> INFORMATION SUPPLIED
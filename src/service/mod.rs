//! Sidecar service: owns the backend handle, the tool catalog and the
//! tool-call rendezvous table, and implements every non-protocol action.

pub mod tooling;

use std::path::Path;
use std::sync::Arc;

use serde::Deserialize;
use serde_json::{json, Value};
use tokio::sync::RwLock;
use tracing::{debug, info};

use crate::backend::{
    BackendFactory, BackendSettings, ChatSession, LanguageBackend, SampleRequest, SessionRequest,
    ToolDefinition, UploadRequest,
};
use crate::chat::translate::{generation_options, to_backend_messages};
use crate::chat::RendezvousTable;
use crate::config::SidecarConfig;
use crate::{AppError, Result};

/// Output cap for `validate` requests.
const VALIDATE_MAX_TOKENS: u64 = 128;

/// Fallback MIME type for uploads.
const OCTET_STREAM: &str = "application/octet-stream";

/// Parameters of the `initialize` action.
#[derive(Debug, Clone, Default, Deserialize)]
pub struct InitializeParams {
    /// API key; falls back to the configured key.
    #[serde(default, alias = "apiKey")]
    pub api_key: Option<String>,
    /// Model name; falls back to the configured model.
    #[serde(default)]
    pub model: Option<String>,
}

/// Parameters of the `chat` action.
#[derive(Debug, Clone, Default, Deserialize)]
pub struct ChatParams {
    /// Caller messages `{role, content: [blocks]}`.
    #[serde(default)]
    pub messages: Vec<Value>,
    /// Optional tool catalog replacing the registered one.
    #[serde(default)]
    pub tools: Vec<Value>,
    /// Generation options.
    #[serde(default)]
    pub options: Option<Value>,
}

/// Parameters of the `upload` action.
#[derive(Debug, Clone, Default, Deserialize)]
#[serde(rename_all = "camelCase")]
pub struct UploadParams {
    /// Local file path.
    #[serde(default)]
    pub path: String,
    /// Target collection.
    #[serde(default)]
    pub collection_id: Option<String>,
    /// Explicit MIME type.
    #[serde(default)]
    pub mime_type: Option<String>,
}

/// Outcome of a `validate` request.
#[derive(Debug, Clone, PartialEq, Eq)]
pub struct ValidationOutcome {
    /// Raw model response.
    pub text: String,
    /// Whether the response mentions Grok.
    pub passed: bool,
}

impl ValidationOutcome {
    /// Result payload.
    #[must_use]
    pub fn to_payload(&self) -> Value {
        json!({ "passed": self.passed, "rawResponse": self.text })
    }
}

#[derive(Default)]
struct ServiceState {
    backend: Option<Arc<dyn LanguageBackend>>,
    model: String,
    tools: Vec<ToolDefinition>,
}

/// Shared service behind every action handler.
pub struct SidecarService {
    config: Arc<SidecarConfig>,
    factory: BackendFactory,
    state: RwLock<ServiceState>,
    tool_calls: Arc<RendezvousTable>,
    http: reqwest::Client,
}

impl std::fmt::Debug for SidecarService {
    fn fmt(&self, f: &mut std::fmt::Formatter<'_>) -> std::fmt::Result {
        f.debug_struct("SidecarService")
            .field("config", &self.config)
            .finish_non_exhaustive()
    }
}

impl SidecarService {
    /// Build the service; the backend is created later by `initialize`.
    ///
    /// # Errors
    ///
    /// Returns `AppError::Config` if the HTTP client cannot be built.
    pub fn new(config: Arc<SidecarConfig>, factory: BackendFactory) -> Result<Self> {
        let http = reqwest::Client::builder()
            .timeout(config.request_timeout())
            .user_agent(concat!("grok-sidecar/", env!("CARGO_PKG_VERSION")))
            .build()
            .map_err(|e| AppError::Config(format!("failed to build http client: {e}")))?;
        let tool_calls = Arc::new(RendezvousTable::with_timeout(config.tool_result_timeout()));

        Ok(Self {
            config,
            factory,
            state: RwLock::new(ServiceState::default()),
            tool_calls,
            http,
        })
    }

    /// Loaded configuration.
    #[must_use]
    pub fn config(&self) -> &SidecarConfig {
        &self.config
    }

    /// Rendezvous table shared with chat coordinators.
    #[must_use]
    pub fn tool_calls(&self) -> Arc<RendezvousTable> {
        Arc::clone(&self.tool_calls)
    }

    /// Build the backend and mark the service ready.
    ///
    /// # Errors
    ///
    /// Returns `AppError::Service` when no API key is available or the
    /// backend cannot be constructed.
    pub async fn initialise(&self, params: InitializeParams) -> Result<Value> {
        let api_key = params
            .api_key
            .map(|k| k.trim().to_owned())
            .filter(|k| !k.is_empty())
            .unwrap_or_else(|| self.config.api_key.clone());
        if api_key.is_empty() {
            return Err(AppError::Service(
                "API key is required to initialise Grok service".into(),
            ));
        }
        let model = params
            .model
            .filter(|m| !m.trim().is_empty())
            .unwrap_or_else(|| self.config.model.clone());

        let settings = BackendSettings {
            api_key,
            model: model.clone(),
            base_url: self.config.base_url.clone(),
            collections_url: self.config.collections_url.clone(),
            request_timeout: self.config.request_timeout(),
        };
        let backend = (self.factory)(&settings).map_err(|e| {
            AppError::Service(format!("Failed to initialise Grok client: {}", e.detail()))
        })?;
        let supports_collections = backend.supports_collections();

        let mut state = self.state.write().await;
        state.backend = Some(backend);
        state.model.clone_from(&model);
        drop(state);

        info!(model = %model, supports_collections, "grok service initialised");
        Ok(json!({
            "status": "ok",
            "capabilities": { "supportsCollections": supports_collections },
        }))
    }

    /// Replace the tool catalog and return its size.
    ///
    /// # Errors
    ///
    /// Returns `AppError::Service` before `initialize`.
    pub async fn register_tools(&self, tools: Vec<ToolDefinition>) -> Result<usize> {
        let mut state = self.state.write().await;
        if state.backend.is_none() {
            return Err(not_initialised());
        }
        let count = tools.len();
        state.tools = tools;
        debug!(count, "tool catalog replaced");
        Ok(count)
    }

    /// Run a short identity check and report whether the model identifies as Grok.
    ///
    /// # Errors
    ///
    /// Returns `AppError::Service` before `initialize` or on backend failure.
    pub async fn validate(&self, prompt: &str) -> Result<ValidationOutcome> {
        let (backend, model) = self.ready().await?;
        let mut request = SampleRequest::prompt(model, prompt);
        request.max_tokens = Some(VALIDATE_MAX_TOKENS);

        let response = backend
            .sample(request)
            .await
            .map_err(|e| AppError::Service(format!("Validation request failed: {}", e.detail())))?;
        let passed = response.content.to_lowercase().contains("grok");
        Ok(ValidationOutcome {
            text: response.content,
            passed,
        })
    }

    /// Open a chat session for a `chat` request.
    ///
    /// A non-empty `tools` list replaces the registered catalog first.
    ///
    /// # Errors
    ///
    /// Returns `AppError::Service` before `initialize` or when the backend
    /// refuses the session.
    pub async fn open_chat(&self, params: ChatParams) -> Result<Box<dyn ChatSession>> {
        let tools = parse_tool_definitions(&params.tools);
        if !tools.is_empty() {
            self.register_tools(tools).await?;
        }

        let (backend, model, tools) = {
            let state = self.state.read().await;
            let Some(backend) = state.backend.clone() else {
                return Err(not_initialised());
            };
            (backend, state.model.clone(), state.tools.clone())
        };

        let request = SessionRequest {
            model,
            messages: to_backend_messages(&params.messages),
            tools,
            options: generation_options(params.options.as_ref()),
        };
        backend.create_session(request).map_err(|e| {
            AppError::Service(format!("Failed to create Grok chat session: {}", e.detail()))
        })
    }

    /// Deliver a `toolResult` to the waiting chat.
    ///
    /// # Errors
    ///
    /// Returns `AppError::Service` when `call_id` is unknown.
    pub async fn submit_tool_result(
        &self,
        call_id: &str,
        content: Vec<Value>,
        is_error: bool,
    ) -> Result<()> {
        self.tool_calls.resolve(call_id, content, is_error).await
    }

    /// Upload a local file into a collection.
    ///
    /// # Errors
    ///
    /// Returns `AppError::Service` when the service is not ready, the
    /// collection or file is missing, collections are unsupported, or the
    /// upload fails.
    pub async fn upload(&self, params: UploadParams) -> Result<Value> {
        let (backend, _) = self.ready().await?;
        let Some(collection_id) = params.collection_id.filter(|c| !c.is_empty()) else {
            return Err(AppError::Service(
                "collectionId is required for Grok uploads".into(),
            ));
        };

        let path = Path::new(&params.path);
        let is_file = tokio::fs::metadata(path)
            .await
            .map(|meta| meta.is_file())
            .unwrap_or(false);
        if !is_file {
            return Err(AppError::Service(format!(
                "Upload path does not exist: {}",
                params.path
            )));
        }
        if !backend.supports_collections() {
            return Err(AppError::Service(
                "Grok collections support is unavailable".into(),
            ));
        }

        let name = path
            .file_name()
            .map(|n| n.to_string_lossy().into_owned())
            .unwrap_or_else(|| params.path.clone());
        let content_type = params
            .mime_type
            .filter(|m| !m.is_empty())
            .or_else(|| mime_guess::from_path(path).first_raw().map(str::to_owned))
            .unwrap_or_else(|| OCTET_STREAM.to_owned());
        let data = tokio::fs::read(path).await?;
        info!(
            collection_id = %collection_id,
            name = %name,
            content_type = %content_type,
            bytes = data.len(),
            "uploading document"
        );

        backend
            .upload_document(UploadRequest {
                collection_id,
                name,
                data,
                content_type,
            })
            .await
            .map_err(|e| {
                AppError::Service(format!("Failed to upload document to Grok: {}", e.detail()))
            })
    }

    async fn ready(&self) -> Result<(Arc<dyn LanguageBackend>, String)> {
        let state = self.state.read().await;
        match &state.backend {
            Some(backend) => Ok((Arc::clone(backend), state.model.clone())),
            None => Err(not_initialised()),
        }
    }
}

/// Build tool definitions from caller JSON, dropping entries without a name.
///
/// A schema that is not an object is replaced by `{}`.
#[must_use]
pub fn parse_tool_definitions(raw: &[Value]) -> Vec<ToolDefinition> {
    raw.iter()
        .filter_map(|tool| {
            let name = tool.get("name").and_then(Value::as_str)?;
            if name.is_empty() {
                return None;
            }
            let schema = tool
                .get("schema")
                .filter(|s| s.is_object())
                .cloned()
                .unwrap_or_else(|| json!({}));
            Some(ToolDefinition {
                name: name.to_owned(),
                description: tool
                    .get("description")
                    .and_then(Value::as_str)
                    .unwrap_or_default()
                    .to_owned(),
                schema,
            })
        })
        .collect()
}

fn not_initialised() -> AppError {
    AppError::Service("Grok service has not been initialised yet".into())
}
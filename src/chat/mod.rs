//! Chat streaming: round coordination, the tool-call rendezvous and
//! translation of caller content.

pub mod coordinator;
pub mod rendezvous;
pub mod translate;

pub use coordinator::{ChatCoordinator, ChatTurnState};
pub use rendezvous::{CallState, PendingToolCall, RendezvousTable, ToolResult};
//! Unit tests for `AppError` display and wire codes.

use grok_sidecar::errors::SERVICE_ERROR;
use grok_sidecar::AppError;

#[test]
fn display_prefixes_variant() {
    assert_eq!(AppError::Config("x".into()).to_string(), "config: x");
    assert_eq!(AppError::Protocol("x".into()).to_string(), "protocol: x");
    assert_eq!(AppError::Service("x".into()).to_string(), "service: x");
    assert_eq!(AppError::Backend("x".into()).to_string(), "backend: x");
    assert_eq!(AppError::Io("x".into()).to_string(), "io: x");
    assert_eq!(AppError::Cancelled("x".into()).to_string(), "cancelled: x");
}

#[test]
fn detail_strips_prefix() {
    assert_eq!(AppError::Backend("HTTP 500".into()).detail(), "HTTP 500");
}

#[test]
fn only_service_errors_carry_a_code() {
    assert_eq!(AppError::Service("x".into()).code(), Some(SERVICE_ERROR));
    assert_eq!(AppError::Protocol("x".into()).code(), None);
    assert_eq!(AppError::Backend("x".into()).code(), None);
    assert_eq!(AppError::Cancelled("x".into()).code(), None);
}

#[test]
fn io_errors_convert() {
    let err: AppError = std::io::Error::new(std::io::ErrorKind::BrokenPipe, "pipe closed").into();

    assert!(matches!(err, AppError::Io(ref msg) if msg.contains("pipe closed")));
}
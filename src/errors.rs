//! Error types shared across the sidecar.

use std::fmt::{Display, Formatter};

/// Shared sidecar result type.
pub type Result<T> = std::result::Result<T, AppError>;

/// Error code attached to error frames caused by [`AppError::Service`].
pub const SERVICE_ERROR: &str = "SERVICE_ERROR";

/// Sidecar error enumeration covering every failure mode the engine reports.
#[derive(Debug)]
pub enum AppError {
    /// Configuration parsing or validation failure.
    Config(String),
    /// Malformed frame, missing field, or malformed action payload.
    Protocol(String),
    /// Domain failure inside a request (backend call, unknown call id, missing
    /// capability). Reported with the `SERVICE_ERROR` code.
    Service(String),
    /// Transport-level failure talking to the language backend.
    Backend(String),
    /// File-system or stdio failure.
    Io(String),
    /// The owning task was cancelled during shutdown.
    Cancelled(String),
}

impl AppError {
    /// Wire error code for this failure, if it has one.
    #[must_use]
    pub fn code(&self) -> Option<&'static str> {
        match self {
            Self::Service(_) => Some(SERVICE_ERROR),
            _ => None,
        }
    }

    /// Message without the variant prefix.
    #[must_use]
    pub fn detail(&self) -> &str {
        match self {
            Self::Config(msg)
            | Self::Protocol(msg)
            | Self::Service(msg)
            | Self::Backend(msg)
            | Self::Io(msg)
            | Self::Cancelled(msg) => msg,
        }
    }
}

impl Display for AppError {
    fn fmt(&self, f: &mut Formatter<'_>) -> std::fmt::Result {
        match self {
            Self::Config(msg) => write!(f, "config: {msg}"),
            Self::Protocol(msg) => write!(f, "protocol: {msg}"),
            Self::Service(msg) => write!(f, "service: {msg}"),
            Self::Backend(msg) => write!(f, "backend: {msg}"),
            Self::Io(msg) => write!(f, "io: {msg}"),
            Self::Cancelled(msg) => write!(f, "cancelled: {msg}"),
        }
    }
}

impl std::error::Error for AppError {}

impl From<toml::de::Error> for AppError {
    fn from(err: toml::de::Error) -> Self {
        Self::Config(format!("invalid config: {err}"))
    }
}

impl From<std::io::Error> for AppError {
    fn from(err: std::io::Error) -> Self {
        Self::Io(err.to_string())
    }
}

impl From<reqwest::Error> for AppError {
    fn from(err: reqwest::Error) -> Self {
        Self::Backend(err.to_string())
    }
}
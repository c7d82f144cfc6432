//! Unit tests for the shared output sink.

use serde_json::{json, Value};
use tokio::io::AsyncReadExt;

use grok_sidecar::errors::SERVICE_ERROR;
use grok_sidecar::protocol::{ChatEvent, OutputSink};
use grok_sidecar::AppError;

async fn read_lines(mut reader: tokio::io::DuplexStream) -> Vec<Value> {
    let mut raw = String::new();
    reader.read_to_string(&mut raw).await.expect("read");
    raw.lines()
        .map(|line| serde_json::from_str(line).expect("json line"))
        .collect()
}

#[tokio::test]
async fn report_maps_outcomes_to_frames() {
    let (writer, reader) = tokio::io::duplex(64 * 1024);
    let sink = OutputSink::new(writer);

    sink.report("ok", Ok(json!({"done": true}))).await;
    sink.report("svc", Err(AppError::Service("Unknown tool call id: x".into())))
        .await;
    sink.report("proto", Err(AppError::Protocol("Missing callId in toolResult payload".into())))
        .await;
    sink.report("other", Err(AppError::Backend("socket reset".into())))
        .await;
    drop(sink);

    let frames = read_lines(reader).await;
    assert_eq!(
        frames,
        vec![
            json!({"type":"result","requestId":"ok","payload":{"done":true}}),
            json!({"type":"error","requestId":"svc",
                   "error":{"message":"Unknown tool call id: x","code":SERVICE_ERROR}}),
            json!({"type":"error","requestId":"proto",
                   "error":{"message":"Missing callId in toolResult payload","code":null}}),
            json!({"type":"error","requestId":"other",
                   "error":{"message":"Unhandled error: socket reset","code":null}}),
        ]
    );
}

#[tokio::test]
async fn concurrent_writers_never_interleave_within_a_line() {
    let (writer, reader) = tokio::io::duplex(1024 * 1024);
    let sink = OutputSink::new(writer);
    let reader_task = tokio::spawn(read_lines(reader));

    let mut handles = Vec::new();
    for task in 0..8 {
        let sink = sink.clone();
        handles.push(tokio::spawn(async move {
            for n in 0..50 {
                sink.send_event(
                    &format!("r{task}"),
                    ChatEvent::Delta {
                        text: format!("{task}-{n}-{}", "x".repeat(200)),
                    },
                )
                .await
                .expect("send");
            }
        }));
    }
    for handle in handles {
        handle.await.expect("join");
    }
    drop(sink);

    let frames = reader_task.await.expect("reader");
    assert_eq!(frames.len(), 400);
    for task in 0..8 {
        let texts: Vec<String> = frames
            .iter()
            .filter(|f| f["requestId"] == format!("r{task}"))
            .map(|f| f["payload"]["text"].as_str().expect("text").to_owned())
            .collect();
        assert_eq!(texts.len(), 50);
        for (n, text) in texts.iter().enumerate() {
            assert!(text.starts_with(&format!("{task}-{n}-")), "out of order: {text}");
        }
    }
}
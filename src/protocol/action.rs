//! The closed set of request actions.

use std::fmt::{Display, Formatter};
use std::str::FromStr;

/// Every action a `request` frame may name.
///
/// Parsing is total over the wire names; anything else is rejected before a
/// handler is chosen, so dispatch is an exhaustive `match`.
#[derive(Debug, Copy, Clone, Eq, PartialEq, Hash)]
pub enum Action {
    /// Build the backend client from an API key and model.
    Initialize,
    /// Replace the tool catalog offered to the model.
    RegisterTools,
    /// Single-shot identity check against the model.
    Validate,
    /// Multi-round streaming chat; runs as its own task.
    Chat,
    /// Deliver the result of a tool call surfaced by a chat.
    ToolResult,
    /// Model-backed web search.
    WebSearch,
    /// Fetch URLs named in a prompt and answer from their content.
    WebFetch,
    /// Repair an edit whose `old_string` does not match.
    EnsureCorrectEdit,
    /// Undo over-escaping in file content about to be written.
    EnsureCorrectFileContent,
    /// Ask the model to rework a failed edit given an instruction.
    FixEditWithInstruction,
    /// Summarise a block of text.
    SummarizeText,
    /// Upload a file into a document collection.
    Upload,
    /// Acknowledge and stop reading input.
    Shutdown,
}

impl Action {
    /// All actions, in wire order.
    pub const ALL: [Action; 13] = [
        Action::Initialize,
        Action::RegisterTools,
        Action::Validate,
        Action::Chat,
        Action::ToolResult,
        Action::WebSearch,
        Action::WebFetch,
        Action::EnsureCorrectEdit,
        Action::EnsureCorrectFileContent,
        Action::FixEditWithInstruction,
        Action::SummarizeText,
        Action::Upload,
        Action::Shutdown,
    ];

    /// Wire name of the action.
    #[must_use]
    pub fn as_str(self) -> &'static str {
        match self {
            Self::Initialize => "initialize",
            Self::RegisterTools => "registerTools",
            Self::Validate => "validate",
            Self::Chat => "chat",
            Self::ToolResult => "toolResult",
            Self::WebSearch => "tooling.webSearch",
            Self::WebFetch => "tooling.webFetch",
            Self::EnsureCorrectEdit => "tooling.ensureCorrectEdit",
            Self::EnsureCorrectFileContent => "tooling.ensureCorrectFileContent",
            Self::FixEditWithInstruction => "tooling.fixEditWithInstruction",
            Self::SummarizeText => "tooling.summarizeText",
            Self::Upload => "upload",
            Self::Shutdown => "shutdown",
        }
    }
}

impl Display for Action {
    fn fmt(&self, f: &mut Formatter<'_>) -> std::fmt::Result {
        f.write_str(self.as_str())
    }
}

/// The unrecognised action name.
#[derive(Debug, Clone, Eq, PartialEq)]
pub struct UnknownAction(pub String);

impl FromStr for Action {
    type Err = UnknownAction;

    fn from_str(s: &str) -> std::result::Result<Self, Self::Err> {
        Self::ALL
            .into_iter()
            .find(|action| action.as_str() == s)
            .ok_or_else(|| UnknownAction(s.to_owned()))
    }
}
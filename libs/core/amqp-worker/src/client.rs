//! Client facade bundling the connection manager, consumers and publisher.

use crate::config::{ConnectionConfig, ConsumerConfig};
use crate::connection::ConnectionManager;
use crate::consumer::Consumer;
use crate::error::AmqpError;
use crate::handler::MessageHandler;
use crate::lapin_transport::LapinTransport;
use crate::publisher::Publisher;
use crate::transport::Transport;
use serde::Serialize;
use std::sync::Arc;
use tokio_util::sync::CancellationToken;

/// A resilient AMQP client.
///
/// ```rust,ignore
/// let client = Client::connect(ConnectionConfig::from_env()?).await?;
///
/// let cancel = CancellationToken::new();
/// let consumer = client.start_consuming(cancel.clone(), ConsumerConfig::new("jobs"), handler);
///
/// client.publish(&event, "events", "jobs.completed", false).await?;
///
/// cancel.cancel();
/// consumer.await?;
/// client.close().await?;
/// ```
#[derive(Clone)]
pub struct Client {
    manager: ConnectionManager,
    publisher: Publisher,
}

impl Client {
    /// Connect with the `lapin` transport. Fails fast if the broker is
    /// unreachable.
    pub async fn connect(config: ConnectionConfig) -> Result<Self, AmqpError> {
        Self::connect_with(config, Arc::new(LapinTransport::new())).await
    }

    /// Connect through a custom transport
    pub async fn connect_with(
        config: ConnectionConfig,
        transport: Arc<dyn Transport>,
    ) -> Result<Self, AmqpError> {
        let manager = ConnectionManager::connect(config, transport).await?;
        Ok(Self {
            publisher: Publisher::new(manager.clone()),
            manager,
        })
    }

    pub fn manager(&self) -> &ConnectionManager {
        &self.manager
    }

    pub fn publisher(&self) -> &Publisher {
        &self.publisher
    }

    pub fn is_ready(&self) -> bool {
        self.manager.is_ready()
    }

    /// Consume `config.queue` until `cancel` fires. See [`Consumer::run`].
    pub async fn start_consuming(
        &self,
        cancel: CancellationToken,
        config: ConsumerConfig,
        handler: Arc<dyn MessageHandler>,
    ) -> Result<(), AmqpError> {
        Consumer::new(self.manager.clone(), config)
            .run(handler, cancel)
            .await
    }

    /// Publish a JSON payload. See [`Publisher::publish`].
    pub async fn publish<T>(
        &self,
        payload: &T,
        exchange: &str,
        routing_key: &str,
        mandatory: bool,
    ) -> Result<(), AmqpError>
    where
        T: Serialize + ?Sized,
    {
        self.publisher
            .publish(payload, exchange, routing_key, mandatory)
            .await
    }

    /// Close the client. Safe to call more than once.
    pub async fn close(&self) -> Result<(), AmqpError> {
        self.manager.close().await
    }
}
//! Jobs Worker Service
//!
//! A background worker that processes jobs from a RabbitMQ queue.
//!
//! ## Architecture
//!
//! ```text
//! RabbitMQ queue ($JOBS_QUEUE)
//!   ↓ (manual ack, prefetch = $JOBS_PREFETCH)
//! Consumer worker pool ($JOBS_WORKERS)
//!   ↓ (bounded retry with exponential backoff)
//! JobHandler
//!   ↓
//! RabbitMQ exchange ($JOBS_RESULT_EXCHANGE, $JOBS_RESULT_ROUTING_KEY)
//! ```
//!
//! ## Features
//!
//! - Automatic reconnection after broker outages
//! - Dead-lettering of jobs that exhaust their retries
//! - Graceful shutdown handling
//! - Health check endpoint for Kubernetes probes

mod config;
mod handler;

pub use config::WorkerSettings;
pub use handler::{AmqpResultSink, JobCompleted, JobHandler, JobKind, JobMessage, ResultSink};

use amqp_worker::{
    health_router, CancellationToken, Client, ConnectionConfig, ConsumerConfig, HealthState,
};
use core_config::{app_info, Environment, FromEnv};
use eyre::{Result, WrapErr};
use std::sync::Arc;
use tokio::net::TcpListener;
use tokio::signal;
use tower_http::trace::TraceLayer;
use tracing::{error, info, warn};

/// Start the health HTTP server
///
/// Provides endpoints for:
/// - Liveness probes: `/health`, `/healthz`
/// - Readiness probes: `/ready`, `/readyz`
/// - Prometheus metrics: `/metrics`
async fn start_health_server(health_state: HealthState, port: u16) -> Result<()> {
    let app = health_router(health_state).layer(TraceLayer::new_for_http());

    let addr = format!("0.0.0.0:{}", port);
    let listener = TcpListener::bind(&addr)
        .await
        .wrap_err_with(|| format!("Failed to bind health server to {}", addr))?;

    info!(port = %port, "Health server listening");

    axum::serve(listener, app)
        .await
        .wrap_err("Health server failed")?;

    Ok(())
}

/// Run the jobs worker
///
/// This is the main entry point for the worker. It:
/// 1. Sets up error reports and structured logging
/// 2. Connects to the broker (fails fast if it is unreachable)
/// 3. Consumes jobs until SIGINT or SIGTERM
/// 4. Closes the client
///
/// # Errors
///
/// Returns an error if:
/// - Configuration is invalid
/// - The initial broker connection fails
/// - The consumer stops for any reason other than shutdown
pub async fn run() -> Result<()> {
    core_config::tracing::install_color_eyre();

    let environment = Environment::from_env();
    core_config::tracing::init_tracing(&environment);

    amqp_worker::init_metrics();

    let app_info = app_info!();

    info!(name = %app_info.name, version = %app_info.version, "Starting jobs worker service");
    info!("Environment: {:?}", environment);

    let settings = WorkerSettings::from_env().wrap_err("Failed to load worker settings")?;
    let mut connection_config =
        ConnectionConfig::from_env().wrap_err("Failed to load AMQP configuration")?;
    if connection_config.app_name.is_none() {
        connection_config = connection_config.with_app_name(app_info.name.clone());
    }
    let consumer_config =
        ConsumerConfig::from_env_prefixed("JOBS").wrap_err("Failed to load consumer configuration")?;

    info!(
        queue = %consumer_config.queue,
        consumer = %consumer_config.name,
        prefetch = consumer_config.prefetch_count,
        workers = consumer_config.workers,
        retry_max = consumer_config.retry_max,
        "Consumer configuration loaded"
    );

    info!(url = %connection_config.redacted_url(), "Connecting to AMQP broker...");
    let client = Client::connect(connection_config)
        .await
        .wrap_err("Failed to connect to AMQP broker")?;
    info!("Connected to AMQP broker successfully");

    let cancel = CancellationToken::new();

    {
        let cancel = cancel.clone();
        tokio::spawn(async move {
            if let Err(e) = shutdown_signal().await {
                error!("Error waiting for shutdown signal: {}", e);
            }
            cancel.cancel();
        });
    }

    let health_state = HealthState::new(
        client.manager().clone(),
        app_info.name,
        app_info.version,
    );
    let health_port = settings.health_port;
    tokio::spawn(async move {
        if let Err(e) = start_health_server(health_state, health_port).await {
            error!(error = %e, "Health server failed");
        }
    });

    let sink = AmqpResultSink::new(
        client.publisher().clone(),
        settings.result_exchange,
        settings.result_routing_key,
    );
    let handler = Arc::new(JobHandler::new(sink));

    info!("Starting job consumer...");
    let consumed = client
        .start_consuming(cancel.clone(), consumer_config, handler)
        .await;

    if let Err(e) = client.close().await {
        warn!(error = %e, "Error while closing AMQP client");
    }

    consumed.wrap_err("Job consumer stopped")?;

    info!("Jobs worker service stopped");
    Ok(())
}

/// Wait for a shutdown signal (SIGINT or SIGTERM)
async fn shutdown_signal() -> Result<()> {
    let ctrl_c = async { signal::ctrl_c().await.wrap_err("Failed to install Ctrl+C handler") };

    #[cfg(unix)]
    let terminate = async {
        signal::unix::signal(signal::unix::SignalKind::terminate())
            .wrap_err("Failed to install SIGTERM handler")?
            .recv()
            .await;
        Ok::<(), eyre::Report>(())
    };

    #[cfg(not(unix))]
    let terminate = std::future::pending::<Result<()>>();

    tokio::select! {
        result = ctrl_c => {
            result?;
            info!("Received Ctrl+C, initiating graceful shutdown...");
        }
        result = terminate => {
            result?;
            info!("Received SIGTERM, initiating graceful shutdown...");
        }
    }

    Ok(())
}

> WHAT TO DO
If a line in the entries above contains the word "TcpListener", copy it.

> TASK OUTPUT
use tokio::net::TcpListener;
    let listener = TcpListener::bind(&addr)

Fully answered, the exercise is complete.